[Saved data entries]
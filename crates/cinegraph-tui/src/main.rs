use std::fs::OpenOptions;
use std::sync::{Arc, Mutex};
use std::time::Duration;

use anyhow::Result;
use tracing::{info, warn};
use tracing_subscriber::EnvFilter;

use cinegraph_core::{Config, GraphRagClient, GraphService};

mod app;
mod handler;
mod tui;
mod ui;

use app::App;
use tui::{EventHandler, Tui};

/// How often finished requests are picked up and the spinner advances
const TICK_RATE: Duration = Duration::from_millis(100);

/// Log to a file: the terminal belongs to the UI
fn init_logging() {
    let Some(log_dir) = dirs::cache_dir().map(|dir| dir.join("cinegraph")) else {
        return;
    };
    if std::fs::create_dir_all(&log_dir).is_err() {
        return;
    }
    let Ok(file) = OpenOptions::new()
        .create(true)
        .append(true)
        .open(log_dir.join("cinegraph.log"))
    else {
        return;
    };

    tracing_subscriber::fmt()
        .with_env_filter(
            EnvFilter::try_from_default_env()
                .unwrap_or_else(|_| EnvFilter::new("cinegraph=info,warn")),
        )
        .with_writer(Mutex::new(file))
        .with_ansi(false)
        .init();
}

fn load_config() -> Config {
    let config = match Config::load() {
        Ok(config) => config,
        Err(err) => {
            warn!(error = %err, "could not load config file, using defaults");
            let mut config = Config::new();
            config.apply_env();
            config
        }
    };

    // Leave a file behind for users to edit
    if !Config::exists() {
        if let Err(err) = Config::new().save() {
            warn!(error = %err, "could not write default config file");
        }
    }

    config
}

#[tokio::main]
async fn main() -> Result<()> {
    dotenvy::dotenv().ok();
    init_logging();

    let config = load_config();
    let client = GraphRagClient::from_config(&config)?;
    info!(
        base_url = client.base_url(),
        timeout = ?config.request_timeout(),
        "starting cinegraph v{}",
        env!("CARGO_PKG_VERSION")
    );

    let service: Arc<dyn GraphService> = Arc::new(client);
    let mut app = App::new(service, config.base_url().to_string());

    let mut terminal = tui::init()?;
    let result = run(&mut terminal, &mut app).await;
    tui::restore()?;

    result
}

async fn run(terminal: &mut Tui, app: &mut App) -> Result<()> {
    let mut events = EventHandler::new(TICK_RATE);

    while !app.should_quit {
        terminal.draw(|frame| ui::render(app, frame))?;

        match events.next().await {
            Some(event) => handler::handle_event(app, event),
            None => break,
        }
    }

    info!(entries = app.session.log().len(), "shutting down");
    Ok(())
}
//! Conversation session: the append-only log plus single-flight query handling
//!
//! A query runs in two phases. [`Session::submit`] is synchronous: it checks
//! the guard, appends the user's entry and spawns the request. The second
//! transition happens when the owner observes completion, either by polling
//! from its event loop ([`Session::poll`]) or by awaiting ([`Session::settle`]).
//! Exactly one assistant or error entry is appended per accepted submission,
//! and the session is idle again afterwards no matter how the request ended.

use std::sync::Arc;

use futures_util::FutureExt;
use tokio::task::{JoinError, JoinHandle};
use tracing::{debug, info, warn};

use crate::api::{GraphService, TransportError};
use crate::state::{AssistantReply, ConversationEntry, EntryRole, SessionStatus};

/// Shown for every failed query; the cause only goes to the log
pub const ERROR_MESSAGE: &str = "Failed to access the graph. Check your connection.";

type QueryTask = JoinHandle<Result<AssistantReply, TransportError>>;

pub struct Session {
    service: Arc<dyn GraphService>,
    log: Vec<ConversationEntry>,
    in_flight: Option<QueryTask>,
}

impl Session {
    pub fn new(service: Arc<dyn GraphService>) -> Self {
        Self {
            service,
            log: Vec::new(),
            in_flight: None,
        }
    }

    pub fn log(&self) -> &[ConversationEntry] {
        &self.log
    }

    pub fn status(&self) -> SessionStatus {
        if self.in_flight.is_some() {
            SessionStatus::Pending
        } else {
            SessionStatus::Idle
        }
    }

    pub fn is_loading(&self) -> bool {
        self.status() == SessionStatus::Pending
    }

    /// The failure message to surface, if the latest exchange ended in an error
    pub fn error_banner(&self) -> Option<&str> {
        self.log
            .last()
            .filter(|entry| entry.role() == EntryRole::Error)
            .map(ConversationEntry::content)
    }

    /// Start a query. Returns `false` without touching anything when the text
    /// is blank or another query is still outstanding.
    ///
    /// The user's entry keeps `query` exactly as typed and the same text is
    /// sent to the service. Must be called from within a Tokio runtime.
    pub fn submit(&mut self, query: &str) -> bool {
        if query.trim().is_empty() {
            debug!("ignoring blank submission");
            return false;
        }
        if self.in_flight.is_some() {
            debug!("ignoring submission while a query is pending");
            return false;
        }

        self.log.push(ConversationEntry::user(query));

        let service = Arc::clone(&self.service);
        let text = query.to_string();
        info!(chars = text.chars().count(), "submitting query");
        self.in_flight = Some(tokio::spawn(async move { service.query(&text).await }));
        true
    }

    /// Apply the outcome of the in-flight query if it has finished. Never blocks.
    ///
    /// Returns `true` when an entry was appended.
    pub fn poll(&mut self) -> bool {
        let outcome = match self.in_flight.as_mut() {
            Some(task) => match task.now_or_never() {
                Some(outcome) => outcome,
                None => return false,
            },
            None => return false,
        };

        self.in_flight = None;
        self.finish(outcome);
        true
    }

    /// Wait for the in-flight query and apply its outcome.
    ///
    /// Cancel-safe: dropping this future leaves the query pending.
    pub async fn settle(&mut self) -> bool {
        let Some(task) = self.in_flight.as_mut() else {
            return false;
        };

        let outcome = task.await;
        self.in_flight = None;
        self.finish(outcome);
        true
    }

    fn finish(&mut self, outcome: Result<Result<AssistantReply, TransportError>, JoinError>) {
        let entry = match outcome {
            Ok(Ok(reply)) => {
                info!(
                    tools = reply.tool_calls.len(),
                    execution_time = ?reply.execution_time_secs,
                    "query answered"
                );
                ConversationEntry::assistant(reply)
            }
            Ok(Err(err)) => {
                warn!(error = %err, "query failed");
                ConversationEntry::error(ERROR_MESSAGE)
            }
            Err(err) => {
                warn!(error = %err, "query task ended without a result");
                ConversationEntry::error(ERROR_MESSAGE)
            }
        };
        self.log.push(entry);
    }
}

impl Drop for Session {
    fn drop(&mut self) {
        if let Some(task) = self.in_flight.take() {
            debug!("session dropped with a query in flight; aborting it");
            task.abort();
        }
    }
}
//! UI-agnostic state types
//!
//! These are shared between the session, the dashboard and whatever front end
//! renders them. Nothing here depends on a UI framework or on the wire format.

use chrono::{DateTime, Utc};

/// Who produced a conversation entry
#[derive(Debug, Clone, Copy, PartialEq, Eq)]
pub enum EntryRole {
    User,
    Assistant,
    Error,
}

/// A capability the reasoning service invoked while answering
#[derive(Debug, Clone, PartialEq, Eq)]
pub struct ToolCall {
    pub tool_name: String,
    /// Argument the agent passed to the tool, when the service reports it
    pub input: Option<String>,
}

impl ToolCall {
    pub fn new(tool_name: impl Into<String>) -> Self {
        Self {
            tool_name: tool_name.into(),
            input: None,
        }
    }

    pub fn with_input(mut self, input: impl Into<String>) -> Self {
        self.input = Some(input.into());
        self
    }
}

/// A successful answer from the reasoning service
#[derive(Debug, Clone, PartialEq, Default)]
pub struct AssistantReply {
    pub content: String,
    pub tool_calls: Vec<ToolCall>,
    pub execution_time_secs: Option<f64>,
    pub reasoning: Vec<String>,
    pub context_used: Option<u32>,
}

impl AssistantReply {
    pub fn new(content: impl Into<String>) -> Self {
        Self {
            content: content.into(),
            ..Self::default()
        }
    }

    pub fn with_tool_calls(mut self, tool_calls: Vec<ToolCall>) -> Self {
        self.tool_calls = tool_calls;
        self
    }

    pub fn with_execution_time(mut self, secs: f64) -> Self {
        self.execution_time_secs = Some(secs);
        self
    }
}

/// One immutable record in the conversation log.
///
/// Entries are only constructed inside this crate and expose read-only
/// accessors, so once one is appended to a session log it cannot change.
#[derive(Debug, Clone, PartialEq)]
pub struct ConversationEntry {
    role: EntryRole,
    content: String,
    tool_calls: Vec<ToolCall>,
    execution_time_secs: Option<f64>,
    reasoning: Vec<String>,
    context_used: Option<u32>,
    timestamp: DateTime<Utc>,
}

impl ConversationEntry {
    pub(crate) fn user(content: impl Into<String>) -> Self {
        Self::bare(EntryRole::User, content.into())
    }

    pub(crate) fn error(message: impl Into<String>) -> Self {
        Self::bare(EntryRole::Error, message.into())
    }

    /// Timestamped with the local clock, never a server-provided time
    pub(crate) fn assistant(reply: AssistantReply) -> Self {
        Self {
            role: EntryRole::Assistant,
            content: reply.content,
            tool_calls: reply.tool_calls,
            execution_time_secs: reply.execution_time_secs,
            reasoning: reply.reasoning,
            context_used: reply.context_used,
            timestamp: Utc::now(),
        }
    }

    fn bare(role: EntryRole, content: String) -> Self {
        Self {
            role,
            content,
            tool_calls: Vec::new(),
            execution_time_secs: None,
            reasoning: Vec::new(),
            context_used: None,
            timestamp: Utc::now(),
        }
    }

    pub fn role(&self) -> EntryRole {
        self.role
    }

    pub fn content(&self) -> &str {
        &self.content
    }

    pub fn tool_calls(&self) -> &[ToolCall] {
        &self.tool_calls
    }

    pub fn execution_time_secs(&self) -> Option<f64> {
        self.execution_time_secs
    }

    pub fn reasoning(&self) -> &[String] {
        &self.reasoning
    }

    pub fn context_used(&self) -> Option<u32> {
        self.context_used
    }

    pub fn timestamp(&self) -> DateTime<Utc> {
        self.timestamp
    }
}

/// Whether a session has a query outstanding
#[derive(Debug, Clone, Copy, PartialEq, Eq)]
pub enum SessionStatus {
    Idle,
    Pending,
}

/// Aggregate counts for the movie knowledge graph
#[derive(Debug, Clone, Copy, PartialEq, Eq)]
pub struct DashboardStats {
    pub movie_count: u64,
    pub entity_count: u64,
    pub genre_count: u64,
    pub relationship_count: u64,
}
//! Syntax-directed translation from the token stream into IR.
//!
//! The generator does not rely on the validator: it dispatches on clause
//! keywords, consumes what it recognises, and skips what it does not. Every
//! lookahead goes through `peek`/`peek_at`, so malformed input can shorten
//! the output but never index past the stream.

use tracing::{debug, warn};

use super::{Instruction, Opcode, Operand, Program, Temp};
use crate::stream::TokenStream;
use crate::token::{Keyword, Token, TokenKind};

const HAVING_WITHOUT_GROUP_BY: &str = "HAVING clause requires a preceding GROUP BY";

/// `FUNC([DISTINCT ]arg)` as written in the source.
struct AggregateCall {
    function: &'static str,
    argument: String,
}

impl AggregateCall {
    fn expr(&self) -> String {
        format!("{}({})", self.function, self.argument)
    }
}

/// A projection item that produces its own instruction.
enum Derived {
    Alias { expr: String, alias: String },
    Aggregate(AggregateCall),
}

pub struct IrGenerator<'a> {
    tokens: &'a [Token],
    pos: usize,
    next_temp: u32,
    /// Result of the most recent relational step of the current statement.
    current: Option<Temp>,
    /// Result of the statement's GROUP BY, consumed by HAVING.
    grouped: Option<Temp>,
    instructions: Vec<Instruction>,
    aborted: Option<&'static str>,
}
use crate::compile_sql;
use crate::config::{CompileOptions, EmitMode, SemicolonPolicy};
use wasm_bindgen::prelude::*;

#[wasm_bindgen]
pub fn compile_sql_wasm(input: &str, semicolon: &str, emit: &str) -> String {
    let options = CompileOptions {
        semicolon: SemicolonPolicy::from_name(semicolon),
        emit: EmitMode::from_name(emit),
    };

    compile_sql(input, &options).render_report(options.emit)
}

> _Work task_
What lines of the preceding data include the string "only"? Pull them out.

> _The answer_
//! Conversation session: the append-only log plus single-flight query handling
/// Shown for every failed query; the cause only goes to the log
/// Entries are only constructed inside this crate and expose read-only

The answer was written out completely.